Sonntag, den 10. Juli 2011 um 20:58 Uhr
Heute bin ich einfach nur froh, heil über den Tag gekommen zu sein. Dass ich jetzt vom siebten auf den sechsten Platz vorgerückt bin, ist zwar vom Kopf her eine gute Ausgangsposition, wenn es am Dienstag nach dem morgigen Ruhetag weitergeht. Aber oberste Priorität war, nicht zu stürzen. Ich bin beim Massensturz leicht aufs Knie gefallen. Nicht der Rede wert, im Vergleich zu Winokurows gebrochenem Oberschenkel und van den Broecks Kopfverletzungen und Schulterblattbruch.
Insgesamt gibt es dieses Jahr sehr viele Stürze. Verkehrsinseln sind unbesetzt, gefährliche Stellen werden nicht angezeigt, es fehlen eben öfter Polizisten oder Ordner, die uns Fahrer mit Fahnen oder Pfeifen warnen.
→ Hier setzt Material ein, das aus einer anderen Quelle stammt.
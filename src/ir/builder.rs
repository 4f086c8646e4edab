//! Smart constructors for instructions.
//!
//! Every function here validates its operands against the type universe
//! before appending the instruction, and retains every operand by cloning
//! the caller's `Value` handle into the instruction rather than moving it —
//! the caller keeps its own handle; construction always retains every
//! operand it's handed.
//! Builders that don't need a fresh result value take `result` by value
//! since the caller typically has no further use for the handle it just
//! created for this purpose; operand values are always taken by
//! reference.

use crate::ir::block::Terminator;
use crate::ir::entities::{Block, Inst};
use crate::ir::function::Function;
use crate::ir::instruction::{BinOp, CallArg, CallTarget, CmpOp, ElemIndex, InstData};
use crate::ir::types::TypeInterner;
use crate::ir::value::Value;

fn push(func: &mut Function, block: Block, types: &TypeInterner, data: InstData) -> Inst {
    data.validate(types);
    func.append_inst(block, data)
}

/// `result = load ptr`
pub fn load(func: &mut Function, types: &TypeInterner, block: Block, ptr: &Value, result: Value) -> Inst {
    push(
        func,
        block,
        types,
        InstData::Load {
            ptr: ptr.retain(),
            result,
        },
    )
}

/// `store from, ptr`
pub fn store(func: &mut Function, types: &TypeInterner, block: Block, from: &Value, ptr: &Value) -> Inst {
    push(
        func,
        block,
        types,
        InstData::Store {
            from: from.retain(),
            ptr: ptr.retain(),
        },
    )
}

/// `result = alloca`
pub fn alloca(func: &mut Function, types: &TypeInterner, block: Block, result: Value) -> Inst {
    push(func, block, types, InstData::Alloca { result })
}

/// `result = elem base, field` for a struct member.
pub fn elem_field(
    func: &mut Function,
    types: &TypeInterner,
    block: Block,
    base: &Value,
    field: u32,
    result: Value,
) -> Inst {
    push(
        func,
        block,
        types,
        InstData::Elem {
            base: base.retain(),
            index: ElemIndex::Field(field),
            result,
        },
    )
}

/// `result = elem base, index` for an array element.
pub fn elem_array(
    func: &mut Function,
    types: &TypeInterner,
    block: Block,
    base: &Value,
    index: &Value,
    result: Value,
) -> Inst {
    push(
        func,
        block,
        types,
        InstData::Elem {
            base: base.retain(),
            index: ElemIndex::ArrayIndex(index.retain()),
            result,
        },
    )
}

/// `result = ptradd base, offset`
pub fn ptradd(
    func: &mut Function,
    types: &TypeInterner,
    block: Block,
    base: &Value,
    offset: &Value,
    result: Value,
) -> Inst {
    push(
        func,
        block,
        types,
        InstData::PtrAdd {
            base: base.retain(),
            offset: offset.retain(),
            result,
        },
    )
}

/// `result = ptrsub base, offset` — pointer difference; `offset` is a
/// pointer of the same type as `base`, `result` is an integer element
/// count.
pub fn ptrsub(
    func: &mut Function,
    types: &TypeInterner,
    block: Block,
    base: &Value,
    offset: &Value,
    result: Value,
) -> Inst {
    push(
        func,
        block,
        types,
        InstData::PtrSub {
            base: base.retain(),
            offset: offset.retain(),
            result,
        },
    )
}

/// `result = <op> lhs, rhs`
pub fn binary(
    func: &mut Function,
    types: &TypeInterner,
    block: Block,
    op: BinOp,
    lhs: &Value,
    rhs: &Value,
    result: Value,
) -> Inst {
    push(
        func,
        block,
        types,
        InstData::Binary {
            op,
            lhs: lhs.retain(),
            rhs: rhs.retain(),
            result,
        },
    )
}

/// `result = cmp.<op> lhs, rhs`
pub fn cmp(
    func: &mut Function,
    types: &TypeInterner,
    block: Block,
    op: CmpOp,
    lhs: &Value,
    rhs: &Value,
    result: Value,
) -> Inst {
    push(
        func,
        block,
        types,
        InstData::Cmp {
            op,
            lhs: lhs.retain(),
            rhs: rhs.retain(),
            result,
        },
    )
}

/// `to = copy from`
pub fn copy(func: &mut Function, types: &TypeInterner, block: Block, from: &Value, to: Value) -> Inst {
    push(
        func,
        block,
        types,
        InstData::Copy {
            from: from.retain(),
            to,
        },
    )
}

/// `memcpy dst, src, len`
pub fn memcpy(
    func: &mut Function,
    types: &TypeInterner,
    block: Block,
    dst: &Value,
    src: &Value,
    len: u64,
) -> Inst {
    push(
        func,
        block,
        types,
        InstData::Memcpy {
            dst: dst.retain(),
            src: src.retain(),
            len,
        },
    )
}

/// `result = zext from` / `result = sext from`
pub fn extend(
    func: &mut Function,
    types: &TypeInterner,
    block: Block,
    signed: bool,
    from: &Value,
    result: Value,
) -> Inst {
    push(
        func,
        block,
        types,
        InstData::Extend {
            signed,
            from: from.retain(),
            result,
        },
    )
}

/// `result = trunc from`
pub fn truncate(func: &mut Function, types: &TypeInterner, block: Block, from: &Value, result: Value) -> Inst {
    push(
        func,
        block,
        types,
        InstData::Truncate {
            from: from.retain(),
            result,
        },
    )
}

/// `result = ptrtoint from`
pub fn ptrtoint(func: &mut Function, types: &TypeInterner, block: Block, from: &Value, result: Value) -> Inst {
    push(
        func,
        block,
        types,
        InstData::PtrToInt {
            from: from.retain(),
            result,
        },
    )
}

/// `result = inttoptr from`
pub fn inttoptr(func: &mut Function, types: &TypeInterner, block: Block, from: &Value, result: Value) -> Inst {
    push(
        func,
        block,
        types,
        InstData::IntToPtr {
            from: from.retain(),
            result,
        },
    )
}

/// `ret [value]`. Also sets `block`'s terminator to `Exit`.
pub fn ret(func: &mut Function, types: &TypeInterner, block: Block, value: Option<&Value>) -> Inst {
    let inst = push(
        func,
        block,
        types,
        InstData::Return {
            value: value.map(Value::retain),
        },
    );
    func.block_mut(block).set_terminator(Terminator::Exit);
    inst
}

/// `br cond, if_true, if_false`. Also sets `block`'s terminator and
/// records the predecessor edge on both successors.
pub fn branch(
    func: &mut Function,
    types: &TypeInterner,
    block: Block,
    cond: &Value,
    if_true: Block,
    if_false: Block,
) -> Inst {
    let inst = push(
        func,
        block,
        types,
        InstData::Branch {
            cond: cond.retain(),
            if_true,
            if_false,
        },
    );
    func.block_mut(block)
        .set_terminator(Terminator::Branch(if_true, if_false));
    func.block_mut(if_true).predecessors.push(block);
    func.block_mut(if_false).predecessors.push(block);
    inst
}

/// `jmp target`. Also sets `block`'s terminator and records the
/// predecessor edge.
pub fn jump(func: &mut Function, types: &TypeInterner, block: Block, target: Block) -> Inst {
    let inst = push(func, block, types, InstData::Jump { target });
    func.block_mut(block).set_terminator(Terminator::Jmp(target));
    func.block_mut(target).predecessors.push(block);
    inst
}

/// `jmp *target`
pub fn jump_indirect(func: &mut Function, types: &TypeInterner, block: Block, target: &Value) -> Inst {
    push(
        func,
        block,
        types,
        InstData::JumpIndirect {
            target: target.retain(),
        },
    )
}

/// `[result =] call name(args...)`
pub fn call_direct(
    func: &mut Function,
    types: &TypeInterner,
    block: Block,
    name: impl Into<String>,
    args: &[Value],
    result: Option<Value>,
) -> Inst {
    push(
        func,
        block,
        types,
        InstData::Call {
            result,
            callee: CallTarget::Direct(name.into()),
            args: args
                .iter()
                .map(|a| CallArg { value: a.retain() })
                .collect(),
        },
    )
}

/// `[result =] call *callee(args...)`
pub fn call_indirect(
    func: &mut Function,
    types: &TypeInterner,
    block: Block,
    callee: &Value,
    args: &[Value],
    result: Option<Value>,
) -> Inst {
    push(
        func,
        block,
        types,
        InstData::Call {
            result,
            callee: CallTarget::Indirect(callee.retain()),
            args: args
                .iter()
                .map(|a| CallArg { value: a.retain() })
                .collect(),
        },
    )
}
Auch die nasse Kurve auf der Abfahrt, wo sich heute der Massensturz ereignet hat, hätte angezeigt werden müssen. So ist es eigentlich gang und gäbe. In den vergangenen Jahren war die Tour insgesamt besser organisiert. Ja, ich sehe einen Zusammenhang zwischen der Organisation und den Stürzen. Wir werden hier zum Teil über mörderische Strecken gejagt. Die Straßen sind eng und schlecht. Man muss ständig vorne, am besten unter den ersten 15 fahren, um den größten Gefahren aus dem Weg zu gehen. Hoffentlich war es das mit schweren Stürzen bei dieser Tour.